そんな状況の中、灰色ローブの人物が「え、あ……」と戸惑っていると、
「大丈夫」
と、ギャレットの隣に立っていたリアナが、穏やかな笑みを浮かべてそう言った。
「……」
灰色ローブの人物はその言葉を聞いて落ち着いて来たのか、やがて意を決したかのように、かぶっていたフードを脱ぐと、
「あ、あの。僕は、コール。コール・ブラックマン。『死霊術師』の……固有職保持者です」
と、ボサボサした髪型に眼鏡をかけた、凄く気の弱そうなその人物ーーコールはそう自己紹介した。
ギャレットはそんなコールを見て、
「やっぱりな」
と、小さく呟くと、シルビアとエルネストを含めた幽霊達が、一斉にコールの前に集まった。それはまるで、コールを守るかのようだった。
更に、そのコールの横に、背後にあった新しい家の影から、数人の若い男女に幼い子供達と、
「な、何アレ!? 骨!?」
と、詩織が驚くように、彼らの他に、骨だけになった獣のようなものが、何体かコールの側に集まった。
その様子を見て、
「お、オイオイ、ちょっと待……!」
と、ギャレットが慌てて何かを言おうとしたが、それを遮るかのように、リアナがギャレットの一歩前に出ると、
「初めまして、私、リアナ・フィアンマ。あなたと同じ、固有職保持者だよ」
と、コールに向かってそう自己紹介した。
コールはその言葉を聞いて「え?」となったが、リアナはそれに構わず、
「あなたももしかして、この村の生き残りかな?」
と穏やか笑みを崩さずにそう尋ねた。
コールはリアナのその姿勢に何かを感じたのか、再び意を決したかのように、数歩程前に出て、
「ち、違います。
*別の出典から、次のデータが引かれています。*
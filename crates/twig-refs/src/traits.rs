//! The [`RefStore`] trait defining the reference storage interface.
//!
//! Any backend (in-memory, filesystem, database) implements this trait to
//! provide named reference management.

use twig_types::ObjectId;

use crate::error::{RefError, Result};
use crate::names::{HEADS_PREFIX, TAGS_PREFIX};
use crate::types::{Ref, RefLogEntry, RefUpdate};

/// How many symbolic hops are followed before giving up.
pub const MAX_SYMBOLIC_DEPTH: usize = 5;

/// Storage backend for named references.
///
/// Implementations must be thread-safe (`Send + Sync`). Direct refs change
/// only through [`RefStore::compare_and_set`], which is atomic with respect
/// to every other writer of the same store. The namespace follows the git
/// layout:
///
/// - `HEAD`, usually symbolic
/// - `refs/heads/*` for branches
/// - `refs/tags/*` for tags
pub trait RefStore: Send + Sync {
    /// Read the raw value stored under `name` without following symbolic refs.
    ///
    /// Returns `Ok(None)` if the ref does not exist.
    fn read_ref(&self, name: &str) -> Result<Option<Ref>>;

    /// Atomically set `name` to `new` if its current value is `expected`.
    ///
    /// Symbolic refs are followed, so the update lands on the direct ref at
    /// the end of the chain. `expected = None` means the target must not
    /// exist yet. Returns `Ok(false)` when the current value differs; on
    /// success a [`RefLogEntry`] built from `update` is appended to the
    /// target's reflog.
    fn compare_and_set(
        &self,
        name: &str,
        expected: Option<ObjectId>,
        new: ObjectId,
        update: &RefUpdate,
    ) -> Result<bool>;

    /// Make `name` a symbolic ref pointing at `target`.
    fn set_symbolic(&self, name: &str, target: &str) -> Result<()>;

    /// Delete a ref by name (the ref itself, not its symbolic target).
    ///
    /// Returns `Ok(true)` if the ref existed and was deleted, `Ok(false)` if
    /// it did not exist.
    fn delete_ref(&self, name: &str) -> Result<bool>;

    /// List all refs whose name starts with `prefix`, sorted by name.
    ///
    /// Pass `""` to list all refs. Pass `"refs/heads/"` for branches only.
    fn list_refs(&self, prefix: &str) -> Result<Vec<(String, Ref)>>;

    /// Update history of a direct ref, oldest first.
    fn reflog(&self, name: &str) -> Result<Vec<RefLogEntry>>;

    /// Follow symbolic refs from `name` to the name of the direct ref at the
    /// end of the chain. The final ref may not exist (an unborn branch).
    fn resolve_target(&self, name: &str) -> Result<String> {
        let mut current = name.to_string();
        for _ in 0..=MAX_SYMBOLIC_DEPTH {
            match self.read_ref(&current)? {
                Some(Ref::Symbolic(target)) => current = target,
                _ => return Ok(current),
            }
        }
        Err(RefError::SymbolicLoop {
            name: name.to_string(),
        })
    }

    /// The object id `name` ultimately points at, following symbolic refs.
    ///
    /// Returns `Ok(None)` for a missing ref or an unborn symbolic target.
    fn resolve(&self, name: &str) -> Result<Option<ObjectId>> {
        let target = self.resolve_target(name)?;
        Ok(self.read_ref(&target)?.and_then(|r| r.target_id()))
    }

    /// Create `name` pointing at `new`, failing (`Ok(false)`) if it exists.
    fn add_if_absent(&self, name: &str, new: ObjectId, update: &RefUpdate) -> Result<bool> {
        self.compare_and_set(name, None, new, update)
    }

    /// List all branch refs.
    fn branches(&self) -> Result<Vec<(String, Ref)>> {
        self.list_refs(HEADS_PREFIX)
    }

    /// List all tag refs.
    fn tags(&self) -> Result<Vec<(String, Ref)>> {
        self.list_refs(TAGS_PREFIX)
    }
}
僕達は、3年前にこの村に来ました」
と、チラリと子供達を見ながら、リアナに向かってそう答えた。
「その骨さん……達は?」
「このコ達は、『ボーンビースト』。スキルで作った、友達であり、家族、です」
「へぇ、そうなんだ」
と、リアナはそう言うと、チラリとコールの背後のシルビア達を見た。シルビア達はリアナを前にして少し気が緩んではいるが、他の者達はまだ警戒心をといていないようだった。
その後、リアナはコールに視線を戻すと、
「えっと、失礼なこと聞くけど……」
「な、何ですか?」
「あなた、男かな?」
「男です」
「歳はいくつ?」
「17歳、ですけど」
と、コールはそう答えると、リアナはにこりと笑って、
「じゃあ、コール君でいいかな?」
と尋ねた。
コールはそれを聞いて「う、うん」と頷くと、リアナは真面目な表情になって、
「あのねコール君。それに父さん母さん達も聞いて。今こちらのギャレットさんが言ってたように、ここへは断罪官とは関係ない用事で来たの。どうか、私達の話を聞いてほしいんだ」
と、真っ直ぐコールを見てそう言った。
その言葉を聞いて、コールはチラリとシルビア達を見ると、
「大丈夫。嘘は言ってないと思うわ」
と、シルビアが真剣な表情でそう言ったので、
「わかりました。話を聞きます」
と、コールはリアナに向き直ってそう返した。
するとリアナは、
「ありがとう!」
と、満面の笑みを浮かべると、
「じゃあ、ギャレットさんはいいとして……」
と言って、アデレードの側に駆け寄り、ニコッと笑って口を開く。
「紹介するね。こちらはアデレード・マリッサ・グレイシア。グレイシア王国のお姫様」
『え、お、お姫様って……!?』
「次に、この娘達は彩織ちゃんと詩織ちゃん。異世界から召喚された、『勇者』」
『は!? い、異世界って!?』
「で、最後に、この人の名前はヘリアテスさん。この世界の本当の『神様』で、私を育ててくれた、お母さん!」
元気よく紹介したリアナに、「ど、どうも」と照れるヘリアテス達。
コール達は、そんな彼女達を見て、少しの間固まると、
『ハァアアアアアアアッ!?』
と、皆、一斉に驚きの叫びをあげた。